AI news
October 3, 2024

OpenAI Drops Realtime API, Prompt Caching, and More on DevDay 2024

Great news for developers! Advanced voice mode is now accessible via API.

Jim Clyde Monge
by 
Jim Clyde Monge

Merely a few days since some big names, like former CTO Mira Murati, left OpenAI. So, seeing Sam Altman up there on stage for DevDay, talking about new products, feels a bit odd.

With all these changes at the company, you can’t help but wonder: should we still trust him?

But that’s not the focus here. Let’s set the drama aside for a second and look at what DevDay was really about—the new tools OpenAI just announced for developers.

OpenAI has certainly packed a lot into this year’s event, and while the leadership changes are concerning, it’s clear the company is still pushing forward. In fact, there’s quite a bit of progress worth unpacking.

In case you missed DevDay last year in 2023, here’s a quick update on the progress made since then:

  • 98% decrease in cost per token from GPT-4 to 4o mini
  • 50x increase in token volume across their systems
  • Significant model intelligence progress

Realtime API

The highlight of DevDay 2024 was undoubtedly the Realtime API.

This API enables developers to build low-latency, multimodal conversational capabilities into their applications, supporting text, audio, and function calling.

Here’s a sample javascript call to the API.

const event = {
  type: 'conversation.item.create',
  item: {
    type: 'message',
    role: 'user',
    content: [
      {
        type: 'input_text',
        text: 'Hey, how are you doing?'
      }
    ]
  }
};
ws.send(JSON.stringify(event));
ws.send(JSON.stringify({type: 'response.create'}));

So, why should developers care about this?

  1. Native speech-to-speech: No text intermediary means low latency, nuanced output.
  2. Natural, steerable voices: The models have a natural inflection and can laugh, whisper, and adhere to tone direction.
  3. Simultaneous multimodal output: Text is useful for moderation, faster-than-realtime audio ensures stable playback.

Back in July, I made a post about OpenAI’s advanced voice mode where I showed its ability to detect and react to different human vocal tones and also expressed how impressed I was with the feature. Check out the full article below:

OpenAI’s Advanced Voice Mode Is Now Available to Select Users
OpenAI’s Advanced Voice Mode is now available to select ChatGPT Plus users and will rollout to all paying users in…generativeai.pub

Now, thousands of developers can integrate this feature into their apps, opening the door for a new wave of voice-powered applications.
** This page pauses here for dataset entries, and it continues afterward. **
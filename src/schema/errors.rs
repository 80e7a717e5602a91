//! Validation and schema error types
//!
//! Error codes:
//! - RECORD_VALIDATION_FAILED (one or more fields rejected)
//! - RECORD_SCHEMA_MALFORMED (schema file unreadable or invalid JSON)
//! - RECORD_SCHEMA_DUPLICATE (schema name already registered)
//! - RECORD_SCHEMA_UNKNOWN (schema name not registered)

use std::fmt;

use serde::Serialize;
use serde_json::Value;
use thiserror::Error;

/// Kind of a single field failure, reported as `type=<code>`
#[derive(Debug, Clone, Copy, PartialEq, Eq, Hash, Serialize)]
#[serde(rename_all = "snake_case")]
pub enum ErrorKind {
    /// Value is not an integer and cannot be coerced to one
    IntType,
    /// String could not be parsed as an integer
    IntParsing,
    /// String holds an integer outside the 64-bit range
    IntParsingSize,
    /// Float with a fractional part
    IntFromFloat,
    /// Value is not a string
    StringType,
    /// String does not have an email shape
    ValueError,
    /// Required field omitted
    Missing,
    /// Field is not declared by the schema
    NoSuchAttribute,
    /// Document is not an object
    ModelType,
}

impl ErrorKind {
    /// Returns the string code
    pub fn code(&self) -> &'static str {
        match self {
            ErrorKind::IntType => "int_type",
            ErrorKind::IntParsing => "int_parsing",
            ErrorKind::IntParsingSize => "int_parsing_size",
            ErrorKind::IntFromFloat => "int_from_float",
            ErrorKind::StringType => "string_type",
            ErrorKind::ValueError => "value_error",
            ErrorKind::Missing => "missing",
            ErrorKind::NoSuchAttribute => "no_such_attribute",
            ErrorKind::ModelType => "model_type",
        }
    }
}

impl fmt::Display for ErrorKind {
    fn fmt(&self, f: &mut fmt::Formatter<'_>) -> fmt::Result {
        write!(f, "{}", self.code())
    }
}

/// Why a single value was rejected, before it is attached to a field
#[derive(Debug, Clone, PartialEq, Eq)]
pub struct FieldFailure {
    pub kind: ErrorKind,
    pub message: String,
}

impl FieldFailure {
    pub fn new(kind: ErrorKind, message: impl Into<String>) -> Self {
        Self {
            kind,
            message: message.into(),
        }
    }

    /// Attaches the failure to a field and the offending input
    pub fn at(self, field: impl Into<String>, input: Value) -> FieldError {
        FieldError {
            field: field.into(),
            kind: self.kind,
            message: self.message,
            input,
        }
    }
}

/// A rejected field with its reason
#[derive(Debug, Clone, PartialEq, Serialize)]
pub struct FieldError {
    /// Field name
    pub field: String,
    /// Failure kind
    #[serde(rename = "type")]
    pub kind: ErrorKind,
    /// Human-readable reason
    pub message: String,
    /// The rejected input value
    pub input: Value,
}

impl FieldError {
    /// Required field omitted at construction
    pub fn missing(field: impl Into<String>) -> Self {
        FieldFailure::new(ErrorKind::Missing, "field required").at(field, Value::Null)
    }

    /// Field is not declared by the schema
    pub fn no_such_attribute(field: impl Into<String>, input: Value) -> Self {
        let field = field.into();
        let message = format!("object has no field \"{}\"", field);
        FieldFailure::new(ErrorKind::NoSuchAttribute, message).at(field, input)
    }
}

impl fmt::Display for FieldError {
    fn fmt(&self, f: &mut fmt::Formatter<'_>) -> fmt::Result {
        write!(f, "{}\n  {} [type={}", self.field, self.message, self.kind)?;
        if self.kind != ErrorKind::Missing {
            write!(f, ", input_value={}", self.input)?;
        }
        write!(f, "]")
    }
}

/// One or more field values failed their declared constraint
#[derive(Debug, Clone, PartialEq, Error)]
#[error("{}", render_report(.model, .errors))]
pub struct ValidationError {
    model: String,
    errors: Vec<FieldError>,
}

impl ValidationError {
    /// Error code for every validation failure
    pub const CODE: &'static str = "RECORD_VALIDATION_FAILED";

    /// Creates an error for a record type. `errors` should not be empty.
    pub fn new(model: impl Into<String>, errors: Vec<FieldError>) -> Self {
        Self {
            model: model.into(),
            errors,
        }
    }

    /// Creates an error with a single field failure
    pub fn single(model: impl Into<String>, error: FieldError) -> Self {
        Self::new(model, vec![error])
    }

    /// Record type the error was raised for
    pub fn model(&self) -> &str {
        &self.model
    }

    /// All field failures, in schema order
    pub fn errors(&self) -> &[FieldError] {
        &self.errors
    }

    /// Number of rejected fields
    pub fn error_count(&self) -> usize {
        self.errors.len()
    }

    /// Names of the rejected fields
    pub fn fields(&self) -> impl Iterator<Item = &str> {
        self.errors.iter().map(|e| e.field.as_str())
    }

    /// Returns the failure for a field, if any
    pub fn for_field(&self, field: &str) -> Option<&FieldError> {
        self.errors.iter().find(|e| e.field == field)
    }

    /// Returns the failures as a JSON array
    pub fn to_json(&self) -> Value {
        serde_json::to_value(&self.errors).unwrap_or(Value::Null)
    }
}

fn render_report(model: &str, errors: &[FieldError]) -> String {
    let noun = if errors.len() == 1 { "error" } else { "errors" };
    let mut out = format!("{} validation {} for {}", errors.len(), noun, model);
    for error in errors {
        out.push('\n');
        out.push_str(&error.to_string());
    }
    out
}

/// Schema loading and registration errors
#[derive(Debug, Error)]
pub enum SchemaError {
    /// Schema file unreadable or not valid JSON
    #[error("Malformed schema file '{path}': {reason}")]
    Malformed { path: String, reason: String },

    /// A schema with the same name is already registered
    #[error("Schema '{0}' is already registered")]
    AlreadyRegistered(String),

    /// No schema with the given name
    #[error("Schema '{0}' not found")]
    Unknown(String),
}

impl SchemaError {
    pub fn malformed(path: impl Into<String>, reason: impl Into<String>) -> Self {
        Self::Malformed {
            path: path.into(),
            reason: reason.into(),
        }
    }

    /// Returns the string code
    pub fn code(&self) -> &'static str {
        match self {
            SchemaError::Malformed { .. } => "RECORD_SCHEMA_MALFORMED",
            SchemaError::AlreadyRegistered(_) => "RECORD_SCHEMA_DUPLICATE",
            SchemaError::Unknown(_) => "RECORD_SCHEMA_UNKNOWN",
        }
    }
}

/// Result type for schema operations
pub type SchemaResult<T> = Result<T, SchemaError>;

#[cfg(test)]
mod tests {
    use super::*;
    use serde_json::json;

    fn int_parsing(input: &str) -> FieldError {
        FieldFailure::new(
            ErrorKind::IntParsing,
            "input should be a valid integer, unable to parse string as an integer",
        )
        .at("age", json!(input))
    }

    #[test]
    fn test_report_format_single() {
        let err = ValidationError::single("User", int_parsing("Twenty Two"));
        assert_eq!(
            err.to_string(),
            "1 validation error for User\nage\n  input should be a valid integer, \
             unable to parse string as an integer [type=int_parsing, input_value=\"Twenty Two\"]"
        );
    }

    #[test]
    fn test_report_format_plural_and_missing() {
        let err = ValidationError::new(
            "User",
            vec![int_parsing("x"), FieldError::missing("email")],
        );
        let display = err.to_string();
        assert!(display.starts_with("2 validation errors for User"));
        assert!(display.contains("email\n  field required [type=missing]"));
        assert_eq!(err.fields().collect::<Vec<_>>(), vec!["age", "email"]);
    }

    #[test]
    fn test_error_json_shape() {
        let err = ValidationError::single("User", int_parsing("x"));
        let value = err.to_json();
        assert_eq!(value[0]["field"], "age");
        assert_eq!(value[0]["type"], "int_parsing");
        assert_eq!(value[0]["input"], "x");
    }

    #[test]
    fn test_no_such_attribute_message() {
        let err = FieldError::no_such_attribute("nickname", json!("Ari"));
        assert_eq!(err.kind, ErrorKind::NoSuchAttribute);
        assert!(err.message.contains("nickname"));
    }

    #[test]
    fn test_schema_error_codes() {
        assert_eq!(SchemaError::Unknown("x".into()).code(), "RECORD_SCHEMA_UNKNOWN");
        assert_eq!(
            SchemaError::malformed("a.json", "bad").code(),
            "RECORD_SCHEMA_MALFORMED"
        );
        assert!(SchemaError::AlreadyRegistered("User".into())
            .to_string()
            .contains("User"));
    }
}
Here’s the Realtime API pricing information

  • Text input: $5 per 1 million tokens
  • Text output: $20 per 1 million tokens
  • Audio input: $100 per 1 million tokens (around $0.06 per minute)
  • Audio output: $200 per 1 million tokens (around $0.24 per minute)

Prompt Caching

Next on the list is Prompt Caching, a feature that significantly reduces the cost and time needed to process repeated prompts.

OpenAI will now route API requests to servers that have recently processed the same or similar prompts, meaning you can skip redundant computations. This feature is particularly useful for developers working with long or complex prompts that are frequently reused.

This can reduce latency by up to 80% and cost by 50% for long prompts.

Prompt caching isn’t a completely new concept. In fact, Anthropic introduced a similar feature not too long ago, which allowed developers to cache frequently used contexts and reduce costs by up to 90%.

OpenAI’s Prompt Caching is enabled for the following models:

  • gpt-4o
  • gpt-4o-mini
  • o1-preview
  • o1-mini

When you make an API request, here’s what happens:

Prompt Caching, OpenAI DevDay 2024
Image from OpenAI
  1. Cache Lookup: The system checks if the initial portion (prefix) of your prompt is stored in the cache.
  2. Cache Hit: If a matching prefix is found, the system uses the cached result. This significantly decreases latency and reduces costs.
  3. Cache Miss: If no matching prefix is found, the system processes your full prompt. After processing, the prefix of your prompt is cached for future requests.

These cached prefixes can only last up to 10 minutes. But during off-peak periods, caches may persist for up to one hour.

Pricing for prompt caching is as follows:

OpenAI prompt caching pricing
Image from OpenAI

Vision Fine-Tuning

Another great feature introduced at DevDay was Vision Fine-Tuning.

This feature allows users to fine-tune models with images alongside text in JSONL files. This opens up the possibility of training models not only with textual inputs but also with visual data.

Here’s an example of an image message on a line of your JSONL file. Below, the JSON object is expanded for readibility, but typically this JSON would appear on a single line in your data file:

{
  "messages": [
    { "role": "system", "content": "You are an assistant that identifies uncommon cheeses." },
    { "role": "user", "content": "What is this cheese?" },
    { "role": "user", "content": [
        {
          "type": "image_url",
          "image_url": {
            "url": "https://upload.wikimedia.org/wikipedia/commons/3/36/Danbo_Cheese.jpg"
          }
        }
      ] 
    },
    { "role": "assistant", "content": "Danbo" }
  ]
}

In what way is this useful?

OpenAI partnered with leading tech companies like Grab to showcase the power of vision fine-tuning in real-world applications. Grab, a major food delivery and rideshare service, used this feature to enhance its GrabMaps platform, which relies on street-level imagery collected from drivers to support operations across Southeast Asia.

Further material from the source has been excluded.